About my diagnosis

I first found out I had bowel cancer August 2021. I was 33 years old and 32 weeks pregnant with our fourth child. 

As my pregnancy had progressed, I had been increasingly tired, I also started experiencing pain in my upper right abdomen. Being a busy mum of three little kids (6, 4 and 22mo) I pushed it to the back of my mind, passing it off as pregnancy related. I think deep down however I knew something wasn’t quite right, but I had previously had three uncomplicated pregnancies. 

The pain under my ribs kept increasing, it went from being mildly uncomfortable to 10/10 pain and I presented to ED. 

Initially my small rural hospital diagnosed it as pneumonia, I had a chest X-ray and was sent home. But within 3 days I was back in ED with unmanageable pain, they sent me to a larger rural hospital with suspected gall bladder. It was there I had an abdominal ultrasound, where they found multiple lesions on my liver. 

I was then transferred to Monash Clayton. After ultrasounds, blood tests, an MRI and a liver biopsy a week after arriving at Monash I was diagnosed with Metastatic Adenocarcinoma, Stage 4. One primary tumour in my bowel with 12 liver metastases. The largest tumour in my liver measuring 14cm. I was given a prognosis of two years.

Finding out about my HER2 biomarker

After my initial diagnosis, I commenced chemotherapy at 33 weeks pregnant, and was able to go home for 2 weeks to get further along in my pregnancy. At 35 weeks pregnant, I was induced and gave birth to a beautiful baby boy. On day 3, before leaving hospital I was given my second round of chemo. 

I initially commenced on Folfox 6 and had several rounds before my oncologist told me about a trial for patients with HER2 over expression advanced colorectal cancer, and that I was eligible to apply. This was the first time I had heard about my HER2 biomarker. The testing had been done when I had my liver biopsy and was ordered routinely through Monash as part of their molecular testing.

How my HER2 biomarker impacted my treatment

Because my tumour overexpressed HER2, I was offered participation in an experimental trial. To confirm my eligibility, the tissue from my biopsy was sent overseas to the Trial Sponsor’s mandated central lab for confirmation of HER2 status. I was then accepted into the Destiny CRC02 trial, a phase 2 study investigating the safety and effectiveness of targeted therapy drug, Trastuzumab Deruxtecan (T-DXd) in the treatment of HER2 positive colorectal cancer. 

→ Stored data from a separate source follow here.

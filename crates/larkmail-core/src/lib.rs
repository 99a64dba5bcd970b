//! Core logic for larkmail
//!
//! Ties the auth, IMAP and SMTP crates together into the operations the
//! command line exposes: log in, log out, show status, check the connection.

mod account;
mod error;
mod login;

pub use account::{load_email, remove_email, save_email, validate_email, AccountConfig, ACCOUNT_KEY};
pub use error::{CoreError, CoreResult, ExitKind};
pub use login::{
    check_connection, login_with_app_password, login_with_browser, logout, status, AuthStatus,
    ImapVerifier, LoginVerifier, SmtpVerifier, TokenStatus,
};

T-DXd is an antibody drug conjugate, which means it is made up of 2 parts; a drug and an antibody. The antibody part binds to cancer cells that have the HER2 receptor and delivers the drug into the cancer cell. 

T- DXd has been approved in the USA and Japan for the treatment of patients with HER2-positive breast and gastric cancer in certain patient populations but has not been approved in any country for advanced colorectal cancer. 

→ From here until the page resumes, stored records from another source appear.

//! Authentication module for larkmail
//!
//! Two ways to sign in to a Yahoo mailbox:
//! 1. App password - stored as-is and used for plain IMAP/SMTP login
//! 2. OAuth2 - browser authorization code flow, tokens refreshed on demand
//!    and presented with XOAUTH2
//!
//! Everything secret goes through [`SecretStore`], which prefers the OS
//! keyring and falls back to owner-only files.

mod config;
mod credentials;
mod dispatcher;
mod error;
mod flow;
mod oauth2;
mod secrets;
mod tls;
mod token;
mod token_source;
mod xoauth2;

pub use config::{OAuthClientConfig, Paths, CLIENT_ID_ENV, CLIENT_SECRET_ENV, CONFIG_DIR_ENV};
pub use credentials::{
    load_credentials, remove_app_password, store_app_password, store_oauth_method, AuthMethod,
    StoredCredentials, CREDENTIALS_KEY,
};
pub use dispatcher::Authenticator;
pub use error::{AuthError, AuthResult, ErrorKind};
pub use flow::{
    browser_login, browser_login_with, callback_router, generate_state, wait_for_callback,
    BrowserLauncher, CallbackServer, CallbackState, SystemBrowser, CALLBACK_TIMEOUT,
    SHUTDOWN_GRACE, SUCCESS_MESSAGE,
};
pub use self::oauth2::OAuthClient;
pub use secrets::{FileBackend, Fallback, KeyringBackend, SecretBackend, SecretStore, SERVICE_NAME};
pub use tls::{generate_self_signed, SelfSignedCert};
pub use token::{load_token, remove_token, store_token, OAuthToken, TOKEN_KEY};
pub use token_source::{
    access_token, token_source, PersistingTokenSource, RefreshTokenSource, ReuseTokenSource,
    TokenRefresher, TokenSource,
};
pub use xoauth2::{new_bearer_client, SaslClient, XOAuth2Client, MECHANISM as XOAUTH2_MECHANISM};

use std::sync::Arc;

/// Yahoo Mail endpoints
pub mod yahoo {
    /// OAuth2 authorization endpoint
    pub const AUTH_URL: &str = "https://api.login.yahoo.com/oauth2/request_auth";
    /// OAuth2 token endpoint
    pub const TOKEN_URL: &str = "https://api.login.yahoo.com/oauth2/get_token";
    /// Requested scopes
    pub const SCOPES: &[&str] = &["openid"];

    /// Yahoo IMAP server
    pub const IMAP_HOST: &str = "imap.mail.yahoo.com";
    pub const IMAP_PORT: u16 = 993;

    /// Yahoo SMTP server
    pub const SMTP_HOST: &str = "smtp.mail.yahoo.com";
    pub const SMTP_PORT: u16 = 465;

    /// Callback port registered with the Yahoo developer app
    pub const DEFAULT_OAUTH_PORT: u16 = 8086;
}

/// Manages authentication for the account
pub struct AuthManager {
    config: Option<OAuthClientConfig>,
    store: Arc<SecretStore>,
}

impl AuthManager {
    /// Create a manager; `config` may be absent for app-password-only use
    pub fn new(config: Option<OAuthClientConfig>, store: SecretStore) -> Self {
        Self {
            config,
            store: Arc::new(store),
        }
    }

    /// OAuth client from the environment, secrets under `paths`
    pub fn from_env(paths: &Paths) -> Self {
        let config = match OAuthClientConfig::from_env() {
            Ok(config) => Some(config),
            Err(e) => {
                tracing::debug!("OAuth2 unavailable: {}", e);
                None
            }
        };
        Self::new(config, SecretStore::open(paths))
    }

    /// The underlying secret store
    pub fn store(&self) -> &Arc<SecretStore> {
        &self.store
    }

    /// OAuth client configuration, or [`AuthError::MissingClientConfig`]
    pub fn oauth_config(&self) -> AuthResult<&OAuthClientConfig> {
        self.config.as_ref().ok_or(AuthError::MissingClientConfig)
    }

    /// Save an app password as the active method
    pub fn store_app_password(&self, password: &str) -> AuthResult<()> {
        store_app_password(&self.store, password)
    }

    /// Load the credential record
    pub fn load_credentials(&self) -> AuthResult<StoredCredentials> {
        load_credentials(&self.store)
    }

    /// Make OAuth tokens the active method
    pub fn store_oauth_method(&self) -> AuthResult<()> {
        store_oauth_method(&self.store)
    }

    /// Remove the credential record
    pub fn remove_app_password(&self) -> AuthResult<()> {
        remove_app_password(&self.store)
    }

    /// Run the browser flow and return the token, without persisting it
    pub async fn browser_login(&self, port: u16) -> AuthResult<OAuthToken> {
        browser_login(self.oauth_config()?, port).await
    }

    /// [`browser_login`](Self::browser_login) with an explicit launcher and deadline
    pub async fn browser_login_with(
        &self,
        port: u16,
        launcher: &dyn BrowserLauncher,
        timeout: std::time::Duration,
    ) -> AuthResult<OAuthToken> {
        browser_login_with(self.oauth_config()?, port, launcher, timeout).await
    }

    /// Persist an OAuth token
    pub fn store_token(&self, token: &OAuthToken) -> AuthResult<()> {
        store_token(&self.store, token)
    }

    /// Load the persisted OAuth token
    pub fn load_token(&self) -> AuthResult<OAuthToken> {
        load_token(&self.store)
    }

    /// Delete the persisted OAuth token
    pub fn remove_token(&self) -> AuthResult<()> {
        remove_token(&self.store)
    }

    /// Refreshing token source that saves every new token
    pub fn token_source(&self) -> AuthResult<impl TokenSource> {
        let client = OAuthClient::new(self.oauth_config()?, None)?;
        token_source(self.store.clone(), client)
    }

    /// Current access token, refreshed first if it has expired
    pub async fn access_token(&self) -> AuthResult<String> {
        let source = self.token_source()?;
        access_token(&source).await
    }

    /// Credentials for connecting as `email`
    pub async fn authenticator(&self, email: &str) -> AuthResult<Authenticator> {
        dispatcher::authenticator(&self.store, email, || {
            OAuthClient::new(self.oauth_config()?, None)
        })
        .await
    }
}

Being able to participate in this trial, has given me an alternative to the treatment options normally available. I have been on the trial now for over 18 months and in that time, my tumours have been slowly reducing in size and currently being called “stable disease”. I have passed the two year prognosis, and now I am hopefully looking at a five year prognosis. None of this would have been possible without knowing about my HER2 biomarker.